(Dataset records Opens)

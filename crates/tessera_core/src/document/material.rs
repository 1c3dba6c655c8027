use serde::Deserialize;

use crate::buffer::ReadError;
use crate::dispatch::LinkContext;
use crate::extension::{ExtensionBag, Extras};
use crate::media::{classify, MediaKind, MediaSource};
use crate::property::{dispatch_extensions, impl_property, HookError, HookResult, NodeRef, Property};

/// Texture reference slots on a material.
#[derive(Clone, Copy, Debug, PartialEq, Eq, Hash, PartialOrd, Ord)]
pub enum TextureSlot {
    BaseColor,
    MetallicRoughness,
    Normal,
    Occlusion,
    Emissive,
}

impl TextureSlot {
    pub const ALL: [TextureSlot; 5] = [
        TextureSlot::BaseColor,
        TextureSlot::MetallicRoughness,
        TextureSlot::Normal,
        TextureSlot::Occlusion,
        TextureSlot::Emissive,
    ];

    /// JSON path of the slot relative to its material.
    pub fn field_name(self) -> &'static str {
        match self {
            TextureSlot::BaseColor => "pbrMetallicRoughness.baseColorTexture",
            TextureSlot::MetallicRoughness => "pbrMetallicRoughness.metallicRoughnessTexture",
            TextureSlot::Normal => "normalTexture",
            TextureSlot::Occlusion => "occlusionTexture",
            TextureSlot::Emissive => "emissiveTexture",
        }
    }
}

#[derive(Clone, Debug, Deserialize)]
#[serde(rename_all = "camelCase")]
pub struct Material {
    pub name: Option<String>,
    pub pbr_metallic_roughness: Option<PbrMetallicRoughness>,
    pub normal_texture: Option<TextureInfo>,
    pub occlusion_texture: Option<TextureInfo>,
    pub emissive_texture: Option<TextureInfo>,
    #[serde(default)]
    pub emissive_factor: [f32; 3],
    #[serde(default = "default_alpha_mode")]
    pub alpha_mode: String,
    #[serde(default = "default_alpha_cutoff")]
    pub alpha_cutoff: f32,
    #[serde(default)]
    pub double_sided: bool,
    pub extensions: Option<ExtensionBag>,
    pub extras: Option<Extras>,
}

fn default_alpha_mode() -> String {
    "OPAQUE".to_string()
}

fn default_alpha_cutoff() -> f32 {
    0.5
}

impl Material {
    pub fn texture(&self, slot: TextureSlot) -> Option<&TextureInfo> {
        match slot {
            TextureSlot::BaseColor => self.pbr_metallic_roughness.as_ref()?.base_color_texture.as_ref(),
            TextureSlot::MetallicRoughness => self
                .pbr_metallic_roughness
                .as_ref()?
                .metallic_roughness_texture
                .as_ref(),
            TextureSlot::Normal => self.normal_texture.as_ref(),
            TextureSlot::Occlusion => self.occlusion_texture.as_ref(),
            TextureSlot::Emissive => self.emissive_texture.as_ref(),
        }
    }

    /// Every occupied texture slot.
    pub fn textures(&self) -> impl Iterator<Item = (TextureSlot, &TextureInfo)> {
        TextureSlot::ALL
            .into_iter()
            .filter_map(move |slot| self.texture(slot).map(|info| (slot, info)))
    }
}

impl Property for Material {
    fn extensions(&self) -> Option<&ExtensionBag> {
        self.extensions.as_ref()
    }

    fn extras(&self) -> Option<&Extras> {
        self.extras.as_ref()
    }

    fn on_post_link(&self, target: NodeRef, ctx: &mut LinkContext<'_>) -> HookResult<()> {
        dispatch_extensions(self.extensions(), target, ctx);
        // PBR block extensions apply to the owning material
        if let Some(pbr) = &self.pbr_metallic_roughness {
            dispatch_extensions(pbr.extensions.as_ref(), target, ctx);
        }
        Ok(())
    }
}

#[derive(Clone, Debug, Deserialize)]
#[serde(rename_all = "camelCase")]
pub struct PbrMetallicRoughness {
    #[serde(default = "default_base_color")]
    pub base_color_factor: [f32; 4],
    pub base_color_texture: Option<TextureInfo>,
    #[serde(default = "default_factor")]
    pub metallic_factor: f32,
    #[serde(default = "default_factor")]
    pub roughness_factor: f32,
    pub metallic_roughness_texture: Option<TextureInfo>,
    pub extensions: Option<ExtensionBag>,
    pub extras: Option<Extras>,
}

impl Default for PbrMetallicRoughness {
    fn default() -> Self {
        Self {
            base_color_factor: default_base_color(),
            base_color_texture: None,
            metallic_factor: 1.0,
            roughness_factor: 1.0,
            metallic_roughness_texture: None,
            extensions: None,
            extras: None,
        }
    }
}

fn default_base_color() -> [f32; 4] {
    [1.0, 1.0, 1.0, 1.0]
}

fn default_factor() -> f32 {
    1.0
}

/// Reference from a material slot to a texture.
///
/// `scale` is only meaningful for normal textures and `strength` for
/// occlusion textures.
#[derive(Clone, Debug, Deserialize)]
#[serde(rename_all = "camelCase")]
pub struct TextureInfo {
    pub index: usize,
    #[serde(default)]
    pub tex_coord: u32,
    pub scale: Option<f32>,
    pub strength: Option<f32>,
    pub extensions: Option<ExtensionBag>,
    pub extras: Option<Extras>,
}

#[derive(Clone, Debug, Deserialize)]
pub struct Texture {
    pub name: Option<String>,
    pub sampler: Option<usize>,
    pub source: Option<usize>,
    pub extensions: Option<ExtensionBag>,
    pub extras: Option<Extras>,
}

impl Property for Texture {
    fn extensions(&self) -> Option<&ExtensionBag> {
        self.extensions.as_ref()
    }

    fn extras(&self) -> Option<&Extras> {
        self.extras.as_ref()
    }

    /// Bind the decoded handle of the source image. Images are children of
    /// textures, so the handle is already resolved when this runs.
    fn on_post_link(&self, target: NodeRef, ctx: &mut LinkContext<'_>) -> HookResult<()> {
        dispatch_extensions(self.extensions(), target, ctx);

        let NodeRef::Texture(index) = target else {
            return Err(HookError::WrongTarget {
                hook: "texture",
                target,
            });
        };
        if ctx.scene().texture(index).is_none() {
            // Rejected while linking; already reported
            return Ok(());
        }
        let handle = self
            .source
            .and_then(|source| ctx.scene().images.get(source).cloned().flatten())
            .ok_or(HookError::MissingSource(target))?;

        let texture = ctx
            .scene_mut()
            .textures
            .get_mut(index)
            .and_then(Option::as_mut)
            .ok_or(HookError::MissingObject(target))?;
        texture.handle = Some(handle);
        Ok(())
    }
}

/// An image or video, referenced by URI or embedded in a buffer view.
#[derive(Clone, Debug, Deserialize)]
#[serde(rename_all = "camelCase")]
pub struct Image {
    pub name: Option<String>,
    pub uri: Option<String>,
    pub mime_type: Option<String>,
    pub buffer_view: Option<usize>,
    pub extensions: Option<ExtensionBag>,
    pub extras: Option<Extras>,
}

impl Image {
    /// Build the media source for this image. Videos are never read here.
    pub fn media_source<'a>(&'a self, ctx: &LinkContext<'a>, target: NodeRef) -> HookResult<MediaSource<'a>> {
        let mime_type = self.mime_type.as_deref();

        if let Some(view) = self.buffer_view {
            let data = ctx.blobs().view_bytes(ctx.document(), view)?;
            return Ok(MediaSource::Image { data, mime_type });
        }

        let uri = self.uri.as_deref().ok_or(HookError::MissingSource(target))?;
        match classify(mime_type, Some(uri)) {
            MediaKind::Video => Ok(MediaSource::Video { locator: uri }),
            MediaKind::Image => {
                let data = ctx
                    .blobs()
                    .resource(uri)
                    .ok_or_else(|| ReadError::MissingResource(uri.to_string()))?;
                Ok(MediaSource::Image { data, mime_type })
            }
        }
    }
}

impl Property for Image {
    fn extensions(&self) -> Option<&ExtensionBag> {
        self.extensions.as_ref()
    }

    fn extras(&self) -> Option<&Extras> {
        self.extras.as_ref()
    }

    fn on_post_link(&self, target: NodeRef, ctx: &mut LinkContext<'_>) -> HookResult<()> {
        dispatch_extensions(self.extensions(), target, ctx);

        let NodeRef::Image(index) = target else {
            return Err(HookError::WrongTarget {
                hook: "image",
                target,
            });
        };
        let source = self.media_source(ctx, target)?;
        let handle = ctx.media_mut().resolve_cached(index, source)?;

        let slot = ctx
            .scene_mut()
            .images
            .get_mut(index)
            .ok_or(HookError::MissingObject(target))?;
        *slot = Some(handle);
        Ok(())
    }
}

#[derive(Clone, Debug, Deserialize)]
#[serde(rename_all = "camelCase")]
pub struct Sampler {
    pub name: Option<String>,
    pub mag_filter: Option<u32>,
    pub min_filter: Option<u32>,
    #[serde(default = "default_wrap")]
    pub wrap_s: u32,
    #[serde(default = "default_wrap")]
    pub wrap_t: u32,
    pub extensions: Option<ExtensionBag>,
    pub extras: Option<Extras>,
}

fn default_wrap() -> u32 {
    10497
}

impl_property!(TextureInfo, Sampler);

(Dataset records Closes)

Only one stretch of the data above is needed. Restate it word for word, from the line containing "impl Property for Image" through the line containing "let NodeRef::Image(index) = target", both ends included.

### Finished task
impl Property for Image {
    fn extensions(&self) -> Option<&ExtensionBag> {
        self.extensions.as_ref()
    }

    fn extras(&self) -> Option<&Extras> {
        self.extras.as_ref()
    }

    fn on_post_link(&self, target: NodeRef, ctx: &mut LinkContext<'_>) -> HookResult<()> {
        dispatch_extensions(self.extensions(), target, ctx);

        let NodeRef::Image(index) = target else {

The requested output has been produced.